FDA approves TNKase (tenecteplase) in acute ischemic stroke in adults – Genentech/ Roche

Genentech, a member of the Roche Group  announced that the  FDA  has approved TNKase (tenecteplase), a thrombolytic or clot-dissolving agent, for the treatment of acute ischemic stroke (AIS) in adults. This approval of TNKase marks Genentech’s second approval for stroke, reinforcing the company’s long-standing dedication to advancing stroke care as the developer of the only two FDA-approved medicines for AIS, TNKase and Activase (alteplase). TNKase (tenecteplase) is the first stroke medicine approved by the FDA in nearly 30 years.

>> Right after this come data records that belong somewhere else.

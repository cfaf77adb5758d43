//! Service context - dependency container for services
//!
//! Holds the collaborator handles and the per-record lock table that
//! serializes read-modify-write cycles on individual score records.

use std::future::Future;
use std::sync::Arc;

use dashmap::DashMap;
use tokio::sync::Mutex;

use karma_common::SettingsRegistry;
use karma_core::{CoreResult, DomainError, PlatformClient, ScoreStore, Snowflake};

/// Service context containing all dependencies
///
/// This is the dependency container passed to every service. It provides
/// access to:
/// - The durable score store collaborator
/// - The chat-platform client collaborator
/// - The per-community settings registry
/// - The per-(community, user) lock table
#[derive(Clone)]
pub struct ServiceContext {
    score_store: Arc<dyn ScoreStore>,
    platform: Arc<dyn PlatformClient>,
    settings: Arc<SettingsRegistry>,

    // Units of work for the same record serialize here; different records
    // proceed in parallel. There is no global lock.
    record_locks: Arc<DashMap<(Snowflake, Snowflake), Arc<Mutex<()>>>>,
}

impl ServiceContext {
    /// Create a new service context with all dependencies
    pub fn new(
        score_store: Arc<dyn ScoreStore>,
        platform: Arc<dyn PlatformClient>,
        settings: Arc<SettingsRegistry>,
    ) -> Self {
        Self {
            score_store,
            platform,
            settings,
            record_locks: Arc::new(DashMap::new()),
        }
    }

    /// Get the score store collaborator
    pub fn score_store(&self) -> &dyn ScoreStore {
        self.score_store.as_ref()
    }

    /// Get the platform client collaborator
    pub fn platform(&self) -> &dyn PlatformClient {
        self.platform.as_ref()
    }

    /// Get the settings registry
    pub fn settings(&self) -> &SettingsRegistry {
        self.settings.as_ref()
    }

    /// Run a collaborator call under the configured timeout
    ///
    /// On timeout the future is dropped and `timeout_err` is returned; the
    /// caller decides on redelivery.
    pub(crate) async fn bounded<T, F>(
        &self,
        fut: F,
        timeout_err: impl FnOnce() -> DomainError,
    ) -> CoreResult<T>
    where
        F: Future<Output = CoreResult<T>>,
    {
        match tokio::time::timeout(self.settings.call_timeout(), fut).await {
            Ok(result) => result,
            Err(_) => Err(timeout_err()),
        }
    }

    /// Lock guarding one (community, user) score record
    fn record_lock(&self, community_id: Snowflake, user_id: Snowflake) -> Arc<Mutex<()>> {
        self.record_locks
            .entry((community_id, user_id))
            .or_default()
            .clone()
    }

    /// Atomically add `delta` to a record, serialized per record
    pub(crate) async fn apply_delta_serialized(
        &self,
        community_id: Snowflake,
        user_id: Snowflake,
        delta: i64,
    ) -> CoreResult<i64> {
        let lock = self.record_lock(community_id, user_id);
        let _guard = lock.lock().await;

        self.bounded(
            self.score_store.apply_delta(community_id, user_id, delta),
            || DomainError::StoreUnavailable("apply_delta timed out".to_string()),
        )
        .await
    }

    /// Overwrite a record, serialized per record; returns (previous, new)
    pub(crate) async fn set_score_serialized(
        &self,
        community_id: Snowflake,
        user_id: Snowflake,
        points: i64,
    ) -> CoreResult<(i64, i64)> {
        let lock = self.record_lock(community_id, user_id);
        let _guard = lock.lock().await;

        let previous = self
            .bounded(self.score_store.get_score(community_id, user_id), || {
                DomainError::StoreUnavailable("get_score timed out".to_string())
            })
            .await?;

        let new = self
            .bounded(
                self.score_store.set_score(community_id, user_id, points),
                || DomainError::StoreUnavailable("set_score timed out".to_string()),
            )
            .await?;

        Ok((previous, new))
    }
}

impl std::fmt::Debug for ServiceContext {
    fn fmt(&self, f: &mut std::fmt::Formatter<'_>) -> std::fmt::Result {
        f.debug_struct("ServiceContext")
            .field("score_store", &"Arc<dyn ScoreStore>")
            .field("platform", &"Arc<dyn PlatformClient>")
            .field("communities", &self.settings.len())
            .field("locked_records", &self.record_locks.len())
            .finish()
    }
}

TNKase is delivered as a single five-second intravenous (IV) bolus, a faster and simpler administration compared to the standard-of-care, Activase, which is administered as an IV bolus followed by a 60-minute infusion. Genentech will also be introducing a new 25 mg vial configuration in the coming months to support the approval of TNKase for AIS.

The approval is based on a large multi-center non-inferiority study demonstrating that TNKase is comparable to Activase in AIS patients in terms of safety and efficacy. The AcT (Alteplase compared to Tenecteplase) trial compared TNKase to Activase in treating patients with acute ischemic stroke who presented with a disabling neurological deficit. This investigator-initiated study was conducted by the University of Calgary, was funded by the Canadian Institute of Health Research, and enrolled patients across 22 stroke centers in Canada.

“The approval is a significant step forward and underscores our commitment to advancing stroke treatment options for patients,” said Dr. Levi Garraway, Genentech’s chief medical officer and head of Global Product Development. “TNKase provides a faster and simpler administration, which can be critical for anyone who is dealing with an acute stroke.”